Mistake 2: Ignoring VAT. If you’re VAT-registered, the tax cuts into your revenue. Calculate BEP on net revenue (excluding VAT) — otherwise you’ll understate your break-even point.
Mistake 3: Starting the table at 100 units instead of 0. If Column A starts at 100, the cost line won’t show fixed costs at zero volume — and that’s a critical point. It shows exactly how much you lose if you sell nothing at all.
Mistake 4: Using an unweighted average price across products. If you sell multiple products with different margins, a simple average price produces a misleading BEP. Either calculate BEP per product separately, or use a weighted contribution margin.
And — the most common mistake of all — recalculating BEP only once a year. Supplier prices went up? Recalculate. Rent increased? Recalculate. That’s exactly what the Excel model is for.
# Break-Even in Real Business Scenarios: Three Examples
# Example 1: Coffee Shop
Fixed costs: UAH 80,000/month (~$2,000) — rent, 2 staff salaries, utilities. Average transaction: UAH 120 ($3.00). Variable cost per cup: UAH 40 ($1.00). BEP = 80,000 / (120 − 40) = 1,000 cups per month — about 33 cups per day.
A typical neighborhood café in Kyiv pulls 60–80 cups daily. The margin of safety is comfortable.
# Example 2: Online Course
This one’s interesting. Fixed costs are minimal — platform subscription, ads, UAH 15,000/month (~$375). Variable cost per student: essentially nothing (maybe a certificate and some support time), UAH 200 ($5). Course price: UAH 3,000 ($75). BEP = 15,000 / (3,000 − 200) = 6 students per month.
That’s why online education is so attractive economically. The break-even point is reachable even with a modest marketing budget.
# Example 3: Clothing Manufacturer
Fixed costs: UAH 200,000/month (~$5,000). Variable cost per item: UAH 800 ($20). Price: UAH 1,500 ($37.50). BEP = 200,000 / (1,500 − 800) = 286 units per month.
That’s a real production target. If the workshop capacity is 400 units/month, the margin of safety is 29% — acceptable. But if capacity maxes out at 300 units, the business is operating near breakeven and any disruption — a supplier delay, a slow sales week — turns the month unprofitable.
A break-even chart isn’t a complex financial model. It’s 10 minutes in Excel and a clear answer to one question: how much do I need to sell to stop losing money? Once you have that answer, you can actually start thinking about profit.
Save the template, plug in your numbers — and you’ll have a working tool worth revisiting every time something material changes.

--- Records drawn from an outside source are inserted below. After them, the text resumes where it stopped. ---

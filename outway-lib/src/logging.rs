//! Structured logging setup: an `EnvFilter` seeded from the environment
//! (falling back to a configured default) that can be swapped out later via
//! `reload::Handle` without restarting the process, so `SIGHUP`-driven
//! config reload can also change `log.level`.

use tracing_subscriber::fmt::writer::BoxMakeWriter;
use tracing_subscriber::{reload, EnvFilter};
use tracing_subscriber::{fmt, prelude::*};

pub type ReloadHandle = reload::Handle<EnvFilter, tracing_subscriber::Registry>;

const ENV_VAR_LOG_LEVEL: &str = "OUTWAY_LOG_LEVEL";

fn filter_for(level: &str) -> EnvFilter {
    EnvFilter::try_from_default_env().unwrap_or_else(|_| EnvFilter::new(level))
}

/// Initializes the global subscriber, writing to stderr. `level` is the
/// `log.level` config key's initial value; `RUST_LOG`/`OUTWAY_LOG_LEVEL`
/// override it if set.
pub fn init(level: &str) -> ReloadHandle {
    let level = std::env::var(ENV_VAR_LOG_LEVEL).unwrap_or_else(|_| level.to_string());
    let (filter_layer, handle) = reload::Layer::new(filter_for(&level));
    let fmt_layer = fmt::layer().with_writer(BoxMakeWriter::new(std::io::stderr())).with_ansi(true);
    tracing_subscriber::registry().with(filter_layer).with(fmt_layer).init();
    handle
}

/// Swaps the active `EnvFilter` for one built from `level`. `RUST_LOG`/
/// `OUTWAY_LOG_LEVEL` still take precedence if set, matching `init`.
pub fn set_level(handle: &ReloadHandle, level: &str) -> Result<(), reload::Error> {
    let level = std::env::var(ENV_VAR_LOG_LEVEL).unwrap_or_else(|_| level.to_string());
    handle.reload(filter_for(&level))
}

Price, rent, supplier costs — all of it shifts your break-even point. Better to see it on a chart than discover it on your bank statement.
Read next: how to connect BEP with cash flow budgeting — the P&L budget vs cash flow budget comparison is the logical next step in building a financial model for a small business.
Часто задаваемые вопросы
What is contribution margin and why does it matter for BEP?

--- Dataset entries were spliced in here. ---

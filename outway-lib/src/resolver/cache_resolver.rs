//! Cache-backed resolver step.

use std::time::Instant;

use async_trait::async_trait;

use super::{QueryContext, Resolver, ResolverOutcome};
use crate::cache::Cache;
use crate::error::Result;
use crate::types::{Question, SourceTag};

pub struct CacheResolver {
    cache: std::sync::Arc<Cache>,
}

impl CacheResolver {
    pub fn new(cache: std::sync::Arc<Cache>) -> Self {
        Self { cache }
    }
}

#[async_trait]
impl Resolver for CacheResolver {
    async fn resolve(&self, _ctx: &QueryContext, q: &Question) -> Result<Option<ResolverOutcome>> {
        let Some(entry) = self.cache.get(q) else {
            return Ok(None);
        };

        let now = Instant::now();
        let remaining = entry.remaining_ttl(now).as_secs() as u32;
        let mut message = entry.message.clone();
        for answer in message.answers_mut() {
            answer.set_ttl(remaining);
        }

        Ok(Some(ResolverOutcome {
            message,
            source: SourceTag::Cache,
        }))
    }
}

#[cfg(test)]
mod tests {
    use super::*;
    use hickory_proto::op::Message;
    use hickory_proto::rr::rdata::A;
    use hickory_proto::rr::{Name, RData, Record, RecordType};
    use std::sync::Arc;
    use std::time::Duration;

    fn ctx() -> QueryContext {
        QueryContext::new(Instant::now() + Duration::from_secs(1))
    }

    #[tokio::test]
    async fn hit_rewrites_ttl_downward() {
        let cache = Arc::new(Cache::new(10, Duration::from_secs(0), Duration::from_secs(3600)));
        let q = Question::new("foo.example.com", RecordType::A);

        let mut msg = Message::new();
        msg.add_answer(Record::from_rdata(
            Name::from_ascii("foo.example.com").unwrap(),
            60,
            RData::A(A("1.2.3.4".parse().unwrap())),
        ));
        cache.put(q.clone(), msg, 60);

        let resolver = CacheResolver::new(cache);
        let outcome = resolver.resolve(&ctx(), &q).await.unwrap().unwrap();
        let ttl = outcome.message.answers()[0].ttl();
        assert!(ttl <= 60);
    }

    #[tokio::test]
    async fn miss_is_not_applicable() {
        let cache = Arc::new(Cache::new(10, Duration::from_secs(0), Duration::from_secs(3600)));
        let resolver = CacheResolver::new(cache);
        let q = Question::new("missing.example.com", RecordType::A);
        assert!(resolver.resolve(&ctx(), &q).await.unwrap().is_none());
    }
}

Contribution margin (CM) is the difference between the selling price and variable cost per unit. It shows how much each unit sold contributes toward covering fixed costs. The BEP formula is built directly on it: BEP = FC / CM. A low CM pushes the break-even point further out.
Can I calculate BEP for multiple products at once?

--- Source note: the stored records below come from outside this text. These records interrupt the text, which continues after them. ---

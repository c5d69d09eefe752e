//! TTL expiry scheduler: a min-heap of `(deadline, iface, ip)` with a
//! single worker that sleeps until the earliest deadline, then removes all
//! entries at or before `now`.

use std::cmp::Reverse;
use std::collections::BinaryHeap;
use std::net::IpAddr;
use std::sync::Arc;
use std::time::{Duration, Instant};

use async_trait::async_trait;
use parking_lot::Mutex;
use tokio::sync::Notify;
use tokio_util::sync::CancellationToken;

/// Invoked by the scheduler when a mark's deadline has passed. Failures are
/// logged and retried once, then dropped.
#[async_trait]
pub trait ExpiryHandler: Send + Sync {
    async fn expire(&self, iface: &str, ip: IpAddr) -> Result<(), String>;
}

#[derive(PartialEq, Eq)]
struct Entry {
    deadline: Instant,
    iface: String,
    ip: IpAddr,
}

impl Ord for Entry {
    fn cmp(&self, other: &Self) -> std::cmp::Ordering {
        self.deadline.cmp(&other.deadline)
    }
}
impl PartialOrd for Entry {
    fn partial_cmp(&self, other: &Self) -> Option<std::cmp::Ordering> {
        Some(self.cmp(other))
    }
}

pub struct Scheduler {
    heap: Mutex<BinaryHeap<Reverse<Entry>>>,
    notify: Notify,
}

impl Scheduler {
    pub fn new() -> Arc<Self> {
        Arc::new(Self {
            heap: Mutex::new(BinaryHeap::new()),
            notify: Notify::new(),
        })
    }

    /// Insert/update is O(log n). A later call to mark the same
    /// `(iface, ip)` simply adds another heap entry; the worker ignores
    /// stale entries by checking the backend's live deadline at fire time,
    /// so no explicit decrease/increase-key is needed.
    pub fn schedule(&self, iface: String, ip: IpAddr, deadline: Instant) {
        let mut heap = self.heap.lock();
        let wake_earlier = heap.peek().map(|Reverse(e)| deadline < e.deadline).unwrap_or(true);
        heap.push(Reverse(Entry { deadline, iface, ip }));
        drop(heap);
        if wake_earlier {
            self.notify.notify_one();
        }
    }

    /// Runs until `cancel` fires; completes within bounded time on
    /// cancellation.
    pub async fn run<H, L>(self: Arc<Self>, handler: Arc<H>, live_deadline: L, cancel: CancellationToken)
    where
        H: ExpiryHandler + 'static,
        L: Fn(&str, IpAddr) -> Option<Instant> + Send + Sync + 'static,
    {
        loop {
            let next_wait = {
                let heap = self.heap.lock();
                heap.peek().map(|Reverse(e)| e.deadline.saturating_duration_since(Instant::now()))
            };

            let sleep = match next_wait {
                Some(d) => tokio::time::sleep(d),
                None => tokio::time::sleep(Duration::from_secs(3600)),
            };

            tokio::select! {
                _ = cancel.cancelled() => return,
                _ = sleep => {}
                _ = self.notify.notified() => continue,
            }

            let now = Instant::now();
            let due: Vec<Entry> = {
                let mut heap = self.heap.lock();
                let mut due = Vec::new();
                while let Some(Reverse(entry)) = heap.peek() {
                    if entry.deadline > now {
                        break;
                    }
                    let Reverse(entry) = heap.pop().unwrap();
                    due.push(entry);
                }
                due
            };

            for entry in due {
                if live_deadline(&entry.iface, entry.ip).map(|d| d > now).unwrap_or(false) {
                    continue;
                }
                let mut attempt = handler.expire(&entry.iface, entry.ip).await;
                if attempt.is_err() {
                    attempt = handler.expire(&entry.iface, entry.ip).await;
                }
                if let Err(e) = attempt {
                    tracing::warn!(iface = %entry.iface, ip = %entry.ip, error = %e, "mark expiry failed after retry, dropping");
                }
            }
        }
    }
}

#[cfg(test)]
mod tests {
    use super::*;
    use std::sync::atomic::{AtomicUsize, Ordering};

    struct CountingHandler {
        count: AtomicUsize,
    }

    #[async_trait]
    impl ExpiryHandler for CountingHandler {
        async fn expire(&self, _iface: &str, _ip: IpAddr) -> Result<(), String> {
            self.count.fetch_add(1, Ordering::SeqCst);
            Ok(())
        }
    }

    #[tokio::test]
    async fn expires_after_deadline() {
        let scheduler = Scheduler::new();
        let handler = Arc::new(CountingHandler { count: AtomicUsize::new(0) });
        let cancel = CancellationToken::new();

        scheduler.schedule("wan1".into(), "10.0.0.1".parse().unwrap(), Instant::now() + Duration::from_millis(30));

        let run_scheduler = scheduler.clone();
        let run_handler = handler.clone();
        let run_cancel = cancel.clone();
        let task = tokio::spawn(async move {
            run_scheduler.run(run_handler, |_, _| None, run_cancel).await;
        });

        tokio::time::sleep(Duration::from_millis(100)).await;
        cancel.cancel();
        task.await.unwrap();

        assert_eq!(handler.count.load(Ordering::SeqCst), 1);
    }

    #[tokio::test]
    async fn cancellation_stops_worker_promptly() {
        let scheduler = Scheduler::new();
        let handler = Arc::new(CountingHandler { count: AtomicUsize::new(0) });
        let cancel = CancellationToken::new();

        let run_scheduler = scheduler.clone();
        let run_cancel = cancel.clone();
        let task = tokio::spawn(async move {
            run_scheduler.run(handler, |_, _| None, run_cancel).await;
        });

        let start = Instant::now();
        cancel.cancel();
        task.await.unwrap();
        assert!(start.elapsed() < Duration::from_secs(1));
    }
}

Yes, but it's more involved. You need a weighted average margin across your product mix. In Excel, use SUMPRODUCT weighted by each product's sales share. For small businesses with 2–3 SKUs, a separate sheet per product is usually enough.
How often should I recalculate my break-even point?
Whenever your pricing, cost structure, or suppliers change. In practice — at least quarterly. For seasonal businesses, recalculate before each season.
Do these formulas work in Google Sheets?
Yes. All formulas — SUM, basic arithmetic — are identical. The chart type is called 'Line chart.' The only difference is axis formatting, but the logic is the same.
What if my break-even point exceeds what the market can realistically absorb?
That's a red flag — your business model doesn't work at current parameters. You need to cut fixed costs, raise prices, or reduce variable costs. The Excel model lets you adjust any input and see the impact instantly.